#### Brief:
Give back exactly the stretch of data below from the line holding "normalized form. No" through the line holding "Repository path within", both ends included, and leave the remaining lines out.

#### Extracted entries:
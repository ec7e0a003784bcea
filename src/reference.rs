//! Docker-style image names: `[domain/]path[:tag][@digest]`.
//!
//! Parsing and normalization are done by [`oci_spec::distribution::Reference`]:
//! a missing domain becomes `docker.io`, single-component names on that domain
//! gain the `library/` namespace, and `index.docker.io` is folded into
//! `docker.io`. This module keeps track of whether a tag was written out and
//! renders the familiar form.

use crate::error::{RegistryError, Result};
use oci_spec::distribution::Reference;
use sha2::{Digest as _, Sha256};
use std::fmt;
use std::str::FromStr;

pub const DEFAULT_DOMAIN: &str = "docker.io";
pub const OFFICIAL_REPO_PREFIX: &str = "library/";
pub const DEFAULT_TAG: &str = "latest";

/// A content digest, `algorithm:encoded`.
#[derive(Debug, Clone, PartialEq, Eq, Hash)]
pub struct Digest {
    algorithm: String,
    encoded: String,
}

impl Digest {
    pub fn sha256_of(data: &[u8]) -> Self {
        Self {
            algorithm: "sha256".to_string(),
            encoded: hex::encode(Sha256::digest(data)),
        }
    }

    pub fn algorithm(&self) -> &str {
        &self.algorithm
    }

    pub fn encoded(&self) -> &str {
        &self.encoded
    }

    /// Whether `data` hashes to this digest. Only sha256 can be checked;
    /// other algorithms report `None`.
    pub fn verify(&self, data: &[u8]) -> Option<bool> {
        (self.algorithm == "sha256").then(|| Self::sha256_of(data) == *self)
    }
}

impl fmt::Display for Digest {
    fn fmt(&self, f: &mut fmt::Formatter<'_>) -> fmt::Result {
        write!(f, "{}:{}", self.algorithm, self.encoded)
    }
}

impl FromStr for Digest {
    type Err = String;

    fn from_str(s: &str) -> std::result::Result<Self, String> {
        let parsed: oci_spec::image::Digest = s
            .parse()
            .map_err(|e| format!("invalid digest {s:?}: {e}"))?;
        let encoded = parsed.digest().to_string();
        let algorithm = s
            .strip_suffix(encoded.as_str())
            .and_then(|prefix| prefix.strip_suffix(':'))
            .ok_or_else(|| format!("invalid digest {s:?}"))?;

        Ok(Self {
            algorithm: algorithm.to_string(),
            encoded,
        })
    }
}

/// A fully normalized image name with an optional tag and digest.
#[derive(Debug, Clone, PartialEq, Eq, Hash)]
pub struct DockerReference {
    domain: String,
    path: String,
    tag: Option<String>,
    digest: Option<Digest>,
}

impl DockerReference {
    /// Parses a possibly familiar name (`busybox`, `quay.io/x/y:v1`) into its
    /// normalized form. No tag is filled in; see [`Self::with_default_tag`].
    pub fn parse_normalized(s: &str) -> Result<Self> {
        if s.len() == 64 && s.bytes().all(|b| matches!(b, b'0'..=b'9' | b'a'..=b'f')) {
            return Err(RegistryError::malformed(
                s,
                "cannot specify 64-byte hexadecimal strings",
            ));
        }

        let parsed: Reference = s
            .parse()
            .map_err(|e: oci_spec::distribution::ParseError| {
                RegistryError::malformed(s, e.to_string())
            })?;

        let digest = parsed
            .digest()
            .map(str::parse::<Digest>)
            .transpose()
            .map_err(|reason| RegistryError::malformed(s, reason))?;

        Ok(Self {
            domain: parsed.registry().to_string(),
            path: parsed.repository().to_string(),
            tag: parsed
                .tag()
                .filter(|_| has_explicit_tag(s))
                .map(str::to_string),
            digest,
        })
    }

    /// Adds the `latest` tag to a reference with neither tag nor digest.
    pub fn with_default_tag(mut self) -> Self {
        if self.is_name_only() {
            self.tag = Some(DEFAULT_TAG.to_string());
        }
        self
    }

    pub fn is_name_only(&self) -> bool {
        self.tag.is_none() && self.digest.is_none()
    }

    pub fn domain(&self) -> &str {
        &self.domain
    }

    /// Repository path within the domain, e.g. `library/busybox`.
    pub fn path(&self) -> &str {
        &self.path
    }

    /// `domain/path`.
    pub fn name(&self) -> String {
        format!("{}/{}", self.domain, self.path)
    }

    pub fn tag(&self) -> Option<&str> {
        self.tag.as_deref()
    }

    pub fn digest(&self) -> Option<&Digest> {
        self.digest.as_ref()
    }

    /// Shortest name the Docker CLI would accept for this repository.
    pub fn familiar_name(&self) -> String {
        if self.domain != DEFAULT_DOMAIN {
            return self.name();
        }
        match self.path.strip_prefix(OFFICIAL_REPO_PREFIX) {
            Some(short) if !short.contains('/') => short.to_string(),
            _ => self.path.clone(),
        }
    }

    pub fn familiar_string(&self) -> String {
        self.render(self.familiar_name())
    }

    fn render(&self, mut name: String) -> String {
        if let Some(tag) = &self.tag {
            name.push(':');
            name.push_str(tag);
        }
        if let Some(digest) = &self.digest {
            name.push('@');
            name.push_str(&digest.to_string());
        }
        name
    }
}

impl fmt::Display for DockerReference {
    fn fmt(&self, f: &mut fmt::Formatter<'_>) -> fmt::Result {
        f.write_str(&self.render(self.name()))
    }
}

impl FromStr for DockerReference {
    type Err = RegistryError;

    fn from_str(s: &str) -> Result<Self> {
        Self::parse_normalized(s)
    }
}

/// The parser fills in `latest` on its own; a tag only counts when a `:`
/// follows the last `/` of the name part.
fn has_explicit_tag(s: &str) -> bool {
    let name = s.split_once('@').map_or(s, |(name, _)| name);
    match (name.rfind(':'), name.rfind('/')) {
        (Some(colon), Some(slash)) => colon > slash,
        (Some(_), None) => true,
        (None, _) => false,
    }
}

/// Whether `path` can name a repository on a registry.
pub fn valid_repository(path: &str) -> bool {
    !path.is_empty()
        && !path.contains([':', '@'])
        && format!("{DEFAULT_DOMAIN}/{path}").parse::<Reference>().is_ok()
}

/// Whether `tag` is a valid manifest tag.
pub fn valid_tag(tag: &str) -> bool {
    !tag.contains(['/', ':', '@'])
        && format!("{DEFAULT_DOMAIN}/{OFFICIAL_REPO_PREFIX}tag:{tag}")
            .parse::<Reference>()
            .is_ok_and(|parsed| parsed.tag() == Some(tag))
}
...
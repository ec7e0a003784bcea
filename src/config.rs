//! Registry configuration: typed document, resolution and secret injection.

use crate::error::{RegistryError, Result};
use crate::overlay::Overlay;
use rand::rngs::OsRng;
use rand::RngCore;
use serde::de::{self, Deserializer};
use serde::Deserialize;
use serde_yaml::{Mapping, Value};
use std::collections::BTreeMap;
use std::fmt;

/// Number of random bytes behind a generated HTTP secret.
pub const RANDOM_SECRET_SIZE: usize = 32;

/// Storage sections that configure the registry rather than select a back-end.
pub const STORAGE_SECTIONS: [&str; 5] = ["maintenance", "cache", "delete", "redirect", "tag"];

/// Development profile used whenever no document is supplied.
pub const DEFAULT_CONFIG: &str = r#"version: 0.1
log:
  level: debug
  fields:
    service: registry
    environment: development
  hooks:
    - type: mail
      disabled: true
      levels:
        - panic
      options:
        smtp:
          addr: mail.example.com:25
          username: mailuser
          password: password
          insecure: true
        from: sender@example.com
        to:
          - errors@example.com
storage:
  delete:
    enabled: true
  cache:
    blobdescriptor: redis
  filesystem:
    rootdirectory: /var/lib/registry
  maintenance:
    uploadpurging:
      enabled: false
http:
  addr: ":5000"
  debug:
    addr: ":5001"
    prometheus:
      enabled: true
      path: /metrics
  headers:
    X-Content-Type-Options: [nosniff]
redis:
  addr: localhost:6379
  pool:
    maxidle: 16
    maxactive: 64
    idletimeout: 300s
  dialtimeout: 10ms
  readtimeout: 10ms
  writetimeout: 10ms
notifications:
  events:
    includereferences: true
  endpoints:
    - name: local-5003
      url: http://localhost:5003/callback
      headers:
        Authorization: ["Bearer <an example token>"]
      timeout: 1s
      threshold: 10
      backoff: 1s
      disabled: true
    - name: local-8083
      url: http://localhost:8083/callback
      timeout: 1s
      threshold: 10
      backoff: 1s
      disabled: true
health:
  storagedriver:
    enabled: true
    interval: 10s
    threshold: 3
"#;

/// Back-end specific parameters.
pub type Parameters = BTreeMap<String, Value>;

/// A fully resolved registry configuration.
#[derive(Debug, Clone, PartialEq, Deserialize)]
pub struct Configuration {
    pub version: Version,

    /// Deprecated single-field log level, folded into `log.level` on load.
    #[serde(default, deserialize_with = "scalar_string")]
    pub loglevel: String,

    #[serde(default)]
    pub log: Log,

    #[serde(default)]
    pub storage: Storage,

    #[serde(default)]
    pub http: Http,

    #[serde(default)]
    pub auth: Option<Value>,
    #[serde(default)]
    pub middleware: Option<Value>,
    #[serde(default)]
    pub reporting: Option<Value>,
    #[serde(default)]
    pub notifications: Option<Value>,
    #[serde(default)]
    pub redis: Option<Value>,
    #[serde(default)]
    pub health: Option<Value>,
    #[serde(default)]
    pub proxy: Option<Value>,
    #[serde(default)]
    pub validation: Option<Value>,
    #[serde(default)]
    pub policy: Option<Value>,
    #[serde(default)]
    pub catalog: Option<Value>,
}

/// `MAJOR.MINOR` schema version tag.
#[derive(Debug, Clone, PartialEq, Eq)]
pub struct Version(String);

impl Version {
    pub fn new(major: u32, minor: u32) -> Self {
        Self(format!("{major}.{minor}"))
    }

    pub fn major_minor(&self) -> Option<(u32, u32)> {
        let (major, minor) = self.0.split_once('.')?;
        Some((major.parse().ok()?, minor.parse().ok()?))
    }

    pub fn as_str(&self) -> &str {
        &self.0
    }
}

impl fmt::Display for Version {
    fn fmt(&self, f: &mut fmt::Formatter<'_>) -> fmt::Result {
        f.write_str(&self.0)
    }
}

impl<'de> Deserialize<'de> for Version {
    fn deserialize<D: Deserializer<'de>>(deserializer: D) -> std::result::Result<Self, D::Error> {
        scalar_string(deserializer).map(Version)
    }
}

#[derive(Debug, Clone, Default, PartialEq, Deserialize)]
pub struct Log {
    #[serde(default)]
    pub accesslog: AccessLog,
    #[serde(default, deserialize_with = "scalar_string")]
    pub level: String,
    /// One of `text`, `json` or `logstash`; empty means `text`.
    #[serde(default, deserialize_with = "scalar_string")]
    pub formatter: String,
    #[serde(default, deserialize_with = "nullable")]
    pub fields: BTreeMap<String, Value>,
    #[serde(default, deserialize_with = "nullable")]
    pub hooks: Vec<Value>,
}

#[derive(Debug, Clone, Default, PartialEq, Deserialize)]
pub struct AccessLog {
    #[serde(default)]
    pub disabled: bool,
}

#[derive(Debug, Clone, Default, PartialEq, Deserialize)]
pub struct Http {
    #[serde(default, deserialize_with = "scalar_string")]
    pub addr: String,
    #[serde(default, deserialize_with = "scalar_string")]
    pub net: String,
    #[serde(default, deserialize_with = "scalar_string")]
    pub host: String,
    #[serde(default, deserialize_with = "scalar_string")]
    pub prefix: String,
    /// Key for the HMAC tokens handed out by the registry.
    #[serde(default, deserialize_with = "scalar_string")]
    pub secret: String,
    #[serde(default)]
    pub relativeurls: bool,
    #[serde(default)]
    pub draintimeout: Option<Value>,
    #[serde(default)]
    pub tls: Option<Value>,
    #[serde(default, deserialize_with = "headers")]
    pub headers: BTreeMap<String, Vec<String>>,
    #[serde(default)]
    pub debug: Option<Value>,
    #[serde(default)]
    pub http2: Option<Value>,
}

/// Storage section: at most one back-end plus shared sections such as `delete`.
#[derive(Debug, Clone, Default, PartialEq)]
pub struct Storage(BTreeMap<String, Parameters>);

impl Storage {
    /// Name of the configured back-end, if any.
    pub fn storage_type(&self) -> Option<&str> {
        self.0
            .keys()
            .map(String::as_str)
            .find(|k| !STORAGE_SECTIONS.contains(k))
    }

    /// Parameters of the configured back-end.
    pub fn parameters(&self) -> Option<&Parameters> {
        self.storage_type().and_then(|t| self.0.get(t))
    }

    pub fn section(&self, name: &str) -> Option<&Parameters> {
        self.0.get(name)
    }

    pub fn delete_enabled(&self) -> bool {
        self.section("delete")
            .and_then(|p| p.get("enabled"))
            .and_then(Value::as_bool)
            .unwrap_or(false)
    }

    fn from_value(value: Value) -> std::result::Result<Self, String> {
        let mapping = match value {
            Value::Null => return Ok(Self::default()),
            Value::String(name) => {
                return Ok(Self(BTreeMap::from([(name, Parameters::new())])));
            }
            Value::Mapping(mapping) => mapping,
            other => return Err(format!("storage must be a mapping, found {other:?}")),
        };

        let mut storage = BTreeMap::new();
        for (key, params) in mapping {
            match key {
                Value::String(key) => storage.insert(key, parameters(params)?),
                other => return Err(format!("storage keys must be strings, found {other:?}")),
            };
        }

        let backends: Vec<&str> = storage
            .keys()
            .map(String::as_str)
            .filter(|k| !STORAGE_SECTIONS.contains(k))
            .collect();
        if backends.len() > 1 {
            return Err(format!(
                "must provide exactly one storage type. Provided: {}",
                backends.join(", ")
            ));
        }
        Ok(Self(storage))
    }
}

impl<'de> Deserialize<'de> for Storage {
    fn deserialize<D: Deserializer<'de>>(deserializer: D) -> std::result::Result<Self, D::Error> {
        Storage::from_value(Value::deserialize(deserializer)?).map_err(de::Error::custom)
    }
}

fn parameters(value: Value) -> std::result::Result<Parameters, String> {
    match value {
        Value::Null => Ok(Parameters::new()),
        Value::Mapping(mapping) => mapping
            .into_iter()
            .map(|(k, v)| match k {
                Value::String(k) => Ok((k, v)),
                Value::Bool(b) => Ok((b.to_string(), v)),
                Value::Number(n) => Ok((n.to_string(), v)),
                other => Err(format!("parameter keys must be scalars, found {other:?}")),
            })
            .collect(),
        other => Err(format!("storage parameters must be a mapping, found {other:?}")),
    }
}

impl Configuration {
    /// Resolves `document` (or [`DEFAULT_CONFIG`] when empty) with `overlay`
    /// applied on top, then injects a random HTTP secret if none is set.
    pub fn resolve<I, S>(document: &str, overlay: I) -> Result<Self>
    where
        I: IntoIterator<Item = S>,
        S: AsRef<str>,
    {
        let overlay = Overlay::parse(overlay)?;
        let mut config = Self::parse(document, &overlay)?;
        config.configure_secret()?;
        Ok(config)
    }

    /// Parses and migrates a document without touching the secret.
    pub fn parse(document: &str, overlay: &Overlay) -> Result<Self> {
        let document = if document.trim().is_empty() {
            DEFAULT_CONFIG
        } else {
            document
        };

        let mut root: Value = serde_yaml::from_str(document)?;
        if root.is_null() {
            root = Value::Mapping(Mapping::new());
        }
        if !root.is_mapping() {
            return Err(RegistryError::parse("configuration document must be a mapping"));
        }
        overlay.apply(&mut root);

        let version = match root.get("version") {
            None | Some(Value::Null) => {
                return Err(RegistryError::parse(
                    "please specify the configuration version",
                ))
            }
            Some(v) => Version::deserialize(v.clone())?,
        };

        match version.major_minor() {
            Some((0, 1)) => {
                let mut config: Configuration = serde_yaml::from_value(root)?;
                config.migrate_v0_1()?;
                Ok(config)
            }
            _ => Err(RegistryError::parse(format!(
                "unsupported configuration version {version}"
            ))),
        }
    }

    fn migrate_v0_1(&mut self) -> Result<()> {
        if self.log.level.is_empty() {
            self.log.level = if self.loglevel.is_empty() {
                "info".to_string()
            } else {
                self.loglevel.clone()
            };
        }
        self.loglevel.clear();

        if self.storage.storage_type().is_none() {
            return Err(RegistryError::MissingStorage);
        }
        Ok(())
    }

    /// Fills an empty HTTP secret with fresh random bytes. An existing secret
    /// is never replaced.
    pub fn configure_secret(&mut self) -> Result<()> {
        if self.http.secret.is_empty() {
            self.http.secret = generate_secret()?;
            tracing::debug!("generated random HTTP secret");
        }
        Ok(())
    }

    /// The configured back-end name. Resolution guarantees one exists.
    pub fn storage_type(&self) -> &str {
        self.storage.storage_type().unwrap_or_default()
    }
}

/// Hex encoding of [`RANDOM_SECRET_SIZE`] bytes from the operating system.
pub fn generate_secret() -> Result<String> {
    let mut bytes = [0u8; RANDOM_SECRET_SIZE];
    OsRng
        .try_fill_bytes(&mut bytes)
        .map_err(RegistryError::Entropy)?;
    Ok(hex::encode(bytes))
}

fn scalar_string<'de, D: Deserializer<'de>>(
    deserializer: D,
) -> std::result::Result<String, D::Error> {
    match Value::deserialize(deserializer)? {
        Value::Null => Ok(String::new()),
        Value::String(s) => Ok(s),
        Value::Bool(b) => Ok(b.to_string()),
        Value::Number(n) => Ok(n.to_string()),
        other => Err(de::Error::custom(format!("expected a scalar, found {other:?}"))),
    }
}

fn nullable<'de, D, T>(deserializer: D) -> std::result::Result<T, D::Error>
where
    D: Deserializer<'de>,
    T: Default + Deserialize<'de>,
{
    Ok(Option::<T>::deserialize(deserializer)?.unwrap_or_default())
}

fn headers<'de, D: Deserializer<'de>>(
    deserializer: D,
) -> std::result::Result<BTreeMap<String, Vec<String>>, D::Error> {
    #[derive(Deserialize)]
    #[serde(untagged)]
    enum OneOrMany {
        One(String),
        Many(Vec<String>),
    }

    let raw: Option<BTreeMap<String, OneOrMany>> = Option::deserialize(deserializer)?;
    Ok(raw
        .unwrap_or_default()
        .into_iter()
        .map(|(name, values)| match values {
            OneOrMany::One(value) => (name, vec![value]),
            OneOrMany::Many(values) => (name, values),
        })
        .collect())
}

#### Response to the exercise:
    /// normalized form. No tag is filled in; see [`Self::with_default_tag`].
    pub fn parse_normalized(s: &str) -> Result<Self> {
        if s.len() == 64 && s.bytes().all(|b| matches!(b, b'0'..=b'9' | b'a'..=b'f')) {
            return Err(RegistryError::malformed(
                s,
                "cannot specify 64-byte hexadecimal strings",
            ));
        }

        let parsed: Reference = s
            .parse()
            .map_err(|e: oci_spec::distribution::ParseError| {
                RegistryError::malformed(s, e.to_string())
            })?;

        let digest = parsed
            .digest()
            .map(str::parse::<Digest>)
            .transpose()
            .map_err(|reason| RegistryError::malformed(s, reason))?;

        Ok(Self {
            domain: parsed.registry().to_string(),
            path: parsed.repository().to_string(),
            tag: parsed
                .tag()
                .filter(|_| has_explicit_tag(s))
                .map(str::to_string),
            digest,
        })
    }

    /// Adds the `latest` tag to a reference with neither tag nor digest.
    pub fn with_default_tag(mut self) -> Self {
        if self.is_name_only() {
            self.tag = Some(DEFAULT_TAG.to_string());
        }
        self
    }

    pub fn is_name_only(&self) -> bool {
        self.tag.is_none() && self.digest.is_none()
    }

    pub fn domain(&self) -> &str {
        &self.domain
    }

    /// Repository path within the domain, e.g. `library/busybox`.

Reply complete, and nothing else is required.